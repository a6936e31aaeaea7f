pub mod auth;
pub mod permissions;
mod sqlite_user_store;
mod user_manager;
pub mod user_models;
mod user_store;

pub use auth::{AuthToken, AuthTokenValue, UserAuthCredentials, UsernamePasswordCredentials};
pub use permissions::{Permission, UserRole};
pub use sqlite_user_store::{SqliteUserStore, VERSIONED_SCHEMAS as USER_VERSIONED_SCHEMAS};
pub use user_manager::{UserManager, UserProfileUpdate};
pub use user_models::{FavoriteContentType, UserFavorite, UserProfile, UserSummary};
pub use user_store::{UserAuthCredentialsStore, UserAuthTokenStore, UserStore};
//! Common test infrastructure
//!
//! This module provides all the infrastructure needed for end-to-end tests.
//! Tests should only import from this module, not from internal submodules.
//!
//! # Example
//!
//! ```no_run
//! mod common;
//! use common::{TestServer, TestClient};
//! use reqwest::StatusCode;
//!
//! #[tokio::test]
//! async fn test_get_song() {
//!     let server = TestServer::spawn().await;
//!     let client = TestClient::authenticated(server.base_url.clone()).await;
//!
//!     let response = client.get_song(&server.seeded.song_1_id).await;
//!     assert_eq!(response.status(), StatusCode::OK);
//! }
//! ```

mod client;
mod constants;
mod fixtures;
mod server;

// Public API - this is what tests import
pub use client::TestClient;
pub use constants::*;
#[allow(unused_imports)]
pub use fixtures::SeededSongbook;
pub use server::{TestServer, TEST_MAX_BATCH_SIZE};
//! Shared constants for end-to-end tests
//!
//! When test data changes (user credentials, seeded songs), update only
//! this file and fixtures.rs.

// ============================================================================
// Test User Credentials
// ============================================================================

/// Regular test user handle
pub const TEST_USER: &str = "testuser";

/// Regular test user password
pub const TEST_PASS: &str = "testpass123";

/// Admin test user handle
pub const ADMIN_USER: &str = "admin";

/// Admin test user password
pub const ADMIN_PASS: &str = "adminpass123";

// ============================================================================
// Seeded Songbook
// ============================================================================

/// Hymn about grace, in G
pub const SONG_1_TITLE: &str = "Amazing Grace";

/// Christmas carol, in C
pub const SONG_2_TITLE: &str = "Silent Night";

/// Contemporary song about salvation
pub const SONG_3_TITLE: &str = "Cornerstone";

pub const SONG_1_ARTIST: &str = "John Newton";

/// Name of the single seeded arrangement of song 1
pub const ARRANGEMENT_1_NAME: &str = "Congregational";

/// Chord data of the seeded arrangement
pub const ARRANGEMENT_1_CHORDS: &str =
    "{title: Amazing Grace}\n{key: G}\n{start_of_verse}\nA[G]mazing [C]grace how [G]sweet the [D]sound\n{end_of_verse}\n";

// ============================================================================
// Test Timeouts and Configuration
// ============================================================================

/// Maximum time to wait for server to become ready (milliseconds)
pub const SERVER_READY_TIMEOUT_MS: u64 = 5000;

/// Timeout for individual HTTP requests (seconds)
pub const REQUEST_TIMEOUT_SECS: u64 = 10;

/// Polling interval when waiting for server ready (milliseconds)
pub const SERVER_READY_POLL_INTERVAL_MS: u64 = 50;
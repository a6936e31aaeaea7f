use std::process::Command;

fn main() {
    // Get the short git commit hash
    let output = Command::new("git")
        .args(["rev-parse", "--short", "HEAD"])
        .output()
        .ok();

    let git_hash = output
        .and_then(|o| {
            if o.status.success() {
                String::from_utf8(o.stdout).ok()
            } else {
                None
            }
        })
        .map(|s| s.trim().to_string())
        .unwrap_or_else(|| "unknown".to_string());

    println!("cargo:rustc-env=GIT_HASH={}", git_hash);

    // Re-run if git HEAD changes
    println!("cargo:rerun-if-changed=.git/HEAD");
    println!("cargo:rerun-if-changed=.git/refs/heads/");
}
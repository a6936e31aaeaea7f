use super::{
    auth::PasswordHasherKind,
    permissions::{Permission, UserRole},
    user_models::{FavoriteContentType, UserFavorite, UserProfile, UserSummary},
    AuthToken, AuthTokenValue, UserAuthCredentials, UserStore, UsernamePasswordCredentials,
};
use crate::songbook::{validation, SongbookError, SongbookResult};
use anyhow::{bail, Context, Result};
use serde::Deserialize;
use std::{sync::Arc, time::SystemTime};
use tracing::{debug, info};

const MAX_PROFILE_SHORT_TEXT_LEN: usize = 100;

/// Partial profile update: absent fields are kept, blank fields are cleared.
#[derive(Debug, Clone, Default, Deserialize)]
pub struct UserProfileUpdate {
    pub display_name: Option<String>,
    pub bio: Option<String>,
    pub location: Option<String>,
}

pub struct UserManager {
    user_store: Arc<dyn UserStore>,
}

impl UserManager {
    pub fn new(user_store: Arc<dyn UserStore>) -> Self {
        Self { user_store }
    }

    pub fn add_user<T: AsRef<str>>(&self, user_handle: T) -> Result<usize> {
        let user_handle = validation::user_handle(user_handle.as_ref())?;
        if self.user_store.get_user_id(&user_handle)?.is_some() {
            bail!("User handle already exists.");
        }
        self.user_store.create_user(&user_handle)
    }

    /// Creates a Regular user with password credentials.
    pub fn register_user(&self, user_handle: &str, password: &str) -> SongbookResult<usize> {
        let user_handle = validation::user_handle(user_handle)?;
        validation::password(password)?;
        if self.user_store.get_user_id(&user_handle)?.is_some() {
            return Err(SongbookError::Conflict(format!(
                "user handle {} is taken",
                user_handle
            )));
        }

        let user_id = self.user_store.create_user(&user_handle)?;
        self.user_store.add_user_role(user_id, UserRole::Regular)?;
        self.user_store.update_user_auth_credentials(UserAuthCredentials {
            user_id,
            username_password: Some(Self::create_hashed_password(user_id, password)?),
        })?;
        info!("Registered user {} ({})", user_handle, user_id);
        Ok(user_id)
    }

    /// Checks the password and, when it matches, issues a fresh token.
    /// Returns Ok(None) on unknown users and wrong passwords alike.
    pub fn login(&self, user_handle: &str, password: &str) -> Result<Option<AuthToken>> {
        let credentials = match self.user_store.get_user_auth_credentials(user_handle)? {
            Some(UserAuthCredentials {
                username_password: Some(credentials),
                ..
            }) => credentials,
            _ => {
                debug!("No password credentials for {}", user_handle);
                return Ok(None);
            }
        };

        let matches = credentials
            .hasher
            .verify(password, credentials.hash.as_str())?;
        self.user_store
            .touch_password_credentials(credentials.user_id, matches)?;
        if !matches {
            debug!("Wrong password for {}", user_handle);
            return Ok(None);
        }
        self.generate_auth_token(credentials.user_id).map(Some)
    }

    pub fn get_auth_token(&self, value: &AuthTokenValue) -> Result<Option<AuthToken>> {
        self.user_store.get_user_auth_token(value)
    }

    pub fn update_auth_token_last_used(&self, value: &AuthTokenValue) -> Result<()> {
        self.user_store
            .update_user_auth_token_last_used_timestamp(value)
    }

    pub fn generate_auth_token(&self, user_id: usize) -> Result<AuthToken> {
        let token = AuthToken {
            user_id,
            value: AuthTokenValue::generate(),
            created: SystemTime::now(),
            last_used: None,
        };
        self.user_store.add_user_auth_token(token.clone())?;
        Ok(token)
    }

    fn create_hashed_password(user_id: usize, password: &str) -> Result<UsernamePasswordCredentials> {
        let hasher = PasswordHasherKind::Argon2;
        let salt = hasher.generate_b64_salt();
        let hash = hasher.hash(password.as_bytes(), &salt)?;
        Ok(UsernamePasswordCredentials {
            user_id,
            salt,
            hash,
            hasher,
            created: SystemTime::now(),
            last_tried: None,
            last_used: None,
        })
    }

    pub fn create_password_credentials(&self, user_handle: &str, password: &str) -> Result<()> {
        validation::password(password)?;
        let mut credentials = self
            .user_store
            .get_user_auth_credentials(user_handle)?
            .with_context(|| format!("User with handle {} not found.", user_handle))?;
        if credentials.username_password.is_some() {
            bail!(
                "User with handle {} already has a password. Maybe you want to update it?",
                user_handle
            );
        }
        credentials.username_password =
            Some(Self::create_hashed_password(credentials.user_id, password)?);
        self.user_store.update_user_auth_credentials(credentials)
    }

    pub fn update_password_credentials(&self, user_handle: &str, password: &str) -> Result<()> {
        validation::password(password)?;
        let mut credentials = self
            .user_store
            .get_user_auth_credentials(user_handle)?
            .with_context(|| format!("User with handle {} not found.", user_handle))?;
        if credentials.username_password.is_none() {
            bail!(
                "Cannot update the password of {} since it never had one.",
                user_handle
            );
        }
        credentials.username_password =
            Some(Self::create_hashed_password(credentials.user_id, password)?);
        self.user_store.update_user_auth_credentials(credentials)
    }

    pub fn get_user_credentials(&self, user_handle: &str) -> Result<Option<UserAuthCredentials>> {
        self.user_store.get_user_auth_credentials(user_handle)
    }

    pub fn delete_password_credentials(&self, user_handle: &str) -> Result<()> {
        let mut credentials = self
            .user_store
            .get_user_auth_credentials(user_handle)?
            .with_context(|| format!("User with handle {} not found.", user_handle))?;
        credentials.username_password = None;
        self.user_store.update_user_auth_credentials(credentials)
    }

    /// Deletes a token, but only on behalf of its owner.
    pub fn delete_auth_token(&self, user_id: usize, token_value: &AuthTokenValue) -> Result<()> {
        match self.user_store.get_user_auth_token(token_value)? {
            Some(token) if token.user_id == user_id => {
                self.user_store.delete_user_auth_token(token_value)?;
                Ok(())
            }
            Some(token) => bail!(
                "User {} tried to delete a token owned by {}",
                user_id,
                token.user_id
            ),
            None => bail!("Did not find auth token"),
        }
    }

    pub fn get_user_tokens(&self, user_handle: &str) -> Result<Vec<AuthToken>> {
        self.user_store.get_all_user_auth_tokens(user_handle)
    }

    pub fn prune_unused_auth_tokens(&self, unused_for_days: u64) -> Result<usize> {
        self.user_store.prune_unused_auth_tokens(unused_for_days)
    }

    pub fn get_user_handle(&self, user_id: usize) -> Result<Option<String>> {
        self.user_store.get_user_handle(user_id)
    }

    pub fn get_user_id(&self, user_handle: &str) -> Result<Option<usize>> {
        self.user_store.get_user_id(user_handle)
    }

    pub fn get_user_summary(&self, user_handle: &str) -> Result<Option<UserSummary>> {
        self.user_store.get_user_summary(user_handle)
    }

    pub fn get_all_users(&self) -> Result<Vec<UserSummary>> {
        self.user_store.get_all_users()
    }

    pub fn set_user_favorite(
        &self,
        user_id: usize,
        content_type: FavoriteContentType,
        content_id: &str,
        favorite: bool,
    ) -> Result<()> {
        self.user_store
            .set_user_favorite(user_id, content_type, content_id, favorite)
    }

    pub fn is_user_favorite(&self, user_id: usize, content_id: &str) -> Result<bool> {
        self.user_store.is_user_favorite(user_id, content_id)
    }

    pub fn get_user_favorites(
        &self,
        user_id: usize,
        content_type: FavoriteContentType,
    ) -> Result<Vec<UserFavorite>> {
        self.user_store.get_user_favorites(user_id, content_type)
    }

    pub fn get_user_profile(&self, user_id: usize) -> Result<UserProfile> {
        self.user_store.get_user_profile(user_id)
    }

    pub fn update_user_profile(
        &self,
        user_id: usize,
        update: UserProfileUpdate,
    ) -> SongbookResult<UserProfile> {
        let current = self.user_store.get_user_profile(user_id)?;
        let profile = UserProfile {
            display_name: validation::optional_text(
                "display_name",
                update.display_name.or(current.display_name).as_deref(),
                MAX_PROFILE_SHORT_TEXT_LEN,
            )?,
            bio: validation::optional_text(
                "bio",
                update.bio.or(current.bio).as_deref(),
                validation::MAX_LONG_TEXT_LEN,
            )?,
            location: validation::optional_text(
                "location",
                update.location.or(current.location).as_deref(),
                MAX_PROFILE_SHORT_TEXT_LEN,
            )?,
        };
        self.user_store.set_user_profile(user_id, &profile)?;
        Ok(profile)
    }

    pub fn get_user_permissions(&self, user_id: usize) -> Result<Vec<Permission>> {
        self.user_store.resolve_user_permissions(user_id)
    }

    pub fn get_user_roles(&self, user_id: usize) -> Result<Vec<UserRole>> {
        self.user_store.get_user_roles(user_id)
    }

    pub fn add_user_role(&self, user_id: usize, role: UserRole) -> Result<()> {
        self.user_store.add_user_role(user_id, role)
    }

    pub fn remove_user_role(&self, user_id: usize, role: UserRole) -> Result<()> {
        self.user_store.remove_user_role(user_id, role)
    }
}
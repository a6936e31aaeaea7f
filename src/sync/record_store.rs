//! Per-user record of processed sync operations, used to answer replays.

use super::models::{SyncOperationResult, SyncStatus};
use crate::sqlite_column;
use crate::sqlite_persistence::{open_versioned, SqlType, Table, VersionedSchema};
use anyhow::{Context, Result};
use rusqlite::{params, Connection, OptionalExtension};
use std::path::Path;
use std::sync::{Arc, Mutex};
use tracing::debug;

/// V 0
const SYNC_RECORD_TABLE_V_0: Table = Table {
    name: "sync_record",
    columns: &[
        sqlite_column!("user_id", &SqlType::Integer, non_null = true),
        sqlite_column!("op_id", &SqlType::Text, non_null = true),
        sqlite_column!("status", &SqlType::Text, non_null = true),
        sqlite_column!("entity_id", &SqlType::Text),
        sqlite_column!("server_version", &SqlType::Text),
        sqlite_column!("error", &SqlType::Text),
        sqlite_column!("created", &SqlType::Integer, non_null = true),
    ],
    indices: &[("idx_sync_record_created", "created")],
    unique_constraints: &[&["user_id", "op_id"]],
};

pub const VERSIONED_SCHEMAS: &[VersionedSchema] = &[VersionedSchema {
    version: 0,
    tables: &[SYNC_RECORD_TABLE_V_0],
    migration: None,
}];

pub trait SyncRecordStore: Send + Sync {
    fn get_record(&self, user_id: usize, op_id: &str) -> Result<Option<SyncOperationResult>>;

    /// Stores the outcome of an operation. A record for the same op is kept
    /// as is.
    fn put_record(&self, user_id: usize, result: &SyncOperationResult, now: i64) -> Result<()>;

    /// Deletes records created before `older_than`. Returns how many went.
    fn prune_records(&self, older_than: i64) -> Result<usize>;
}

#[derive(Clone)]
pub struct SqliteSyncRecordStore {
    conn: Arc<Mutex<Connection>>,
}

impl SqliteSyncRecordStore {
    pub fn new<P: AsRef<Path>>(db_path: P) -> Result<Self> {
        let conn =
            open_versioned(db_path, VERSIONED_SCHEMAS).context("Failed to open sync db")?;
        Ok(SqliteSyncRecordStore {
            conn: Arc::new(Mutex::new(conn)),
        })
    }
}

impl SyncRecordStore for SqliteSyncRecordStore {
    fn get_record(&self, user_id: usize, op_id: &str) -> Result<Option<SyncOperationResult>> {
        let conn = self.conn.lock().unwrap();
        let row = conn
            .query_row(
                &format!(
                    "SELECT status, entity_id, server_version, error FROM {} WHERE user_id = ?1 AND op_id = ?2",
                    SYNC_RECORD_TABLE_V_0.name
                ),
                params![user_id, op_id],
                |row| {
                    Ok((
                        row.get::<usize, String>(0)?,
                        row.get::<usize, Option<String>>(1)?,
                        row.get::<usize, Option<String>>(2)?,
                        row.get::<usize, Option<String>>(3)?,
                    ))
                },
            )
            .optional()?;

        let Some((status, entity_id, server_version, error)) = row else {
            return Ok(None);
        };
        let status = SyncStatus::from_str(&status)
            .with_context(|| format!("Unknown sync status {} in record {}", status, op_id))?;
        let server_version = server_version
            .map(|v| serde_json::from_str::<serde_json::Value>(&v))
            .transpose()
            .context("Corrupted server version in sync record")?;
        Ok(Some(SyncOperationResult {
            op_id: op_id.to_string(),
            status,
            entity_id,
            server_version,
            error,
        }))
    }

    fn put_record(&self, user_id: usize, result: &SyncOperationResult, now: i64) -> Result<()> {
        let server_version = result
            .server_version
            .as_ref()
            .map(serde_json::to_string)
            .transpose()?;
        let conn = self.conn.lock().unwrap();
        conn.execute(
            &format!(
                "INSERT OR IGNORE INTO {} (user_id, op_id, status, entity_id, server_version, error, created) VALUES (?1, ?2, ?3, ?4, ?5, ?6, ?7)",
                SYNC_RECORD_TABLE_V_0.name
            ),
            params![
                user_id,
                result.op_id,
                result.status.as_str(),
                result.entity_id,
                server_version,
                result.error,
                now
            ],
        )?;
        Ok(())
    }

    fn prune_records(&self, older_than: i64) -> Result<usize> {
        let conn = self.conn.lock().unwrap();
        let deleted = conn.execute(
            &format!(
                "DELETE FROM {} WHERE created < ?1",
                SYNC_RECORD_TABLE_V_0.name
            ),
            params![older_than],
        )?;
        debug!("Pruned {} sync records older than {}", deleted, older_than);
        Ok(deleted)
    }
}
//! Songbook Server Library
//!
//! Songs, ChordPro arrangements, setlists and the batch sync protocol, with
//! the HTTP server and the offline sync client built on top.

pub mod categories;
pub mod chordpro;
pub mod config;
pub mod server;
pub mod songbook;
pub mod sqlite_persistence;
pub mod sync;
pub mod user;

// Re-export commonly used types for convenience
pub use server::{make_app, run_server, RequestsLoggingLevel, ServerConfig};
pub use songbook::{SongbookError, SongbookStore, SqliteSongbookStore};
pub use sync::{SqliteSyncRecordStore, SyncProcessor};
pub use user::{SqliteUserStore, UserManager, UserRole, UserStore};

# What you will do:
Determine how many lines of the records above contain the word "SqliteSyncRecordStore", and report only that number.

# Answer box:
5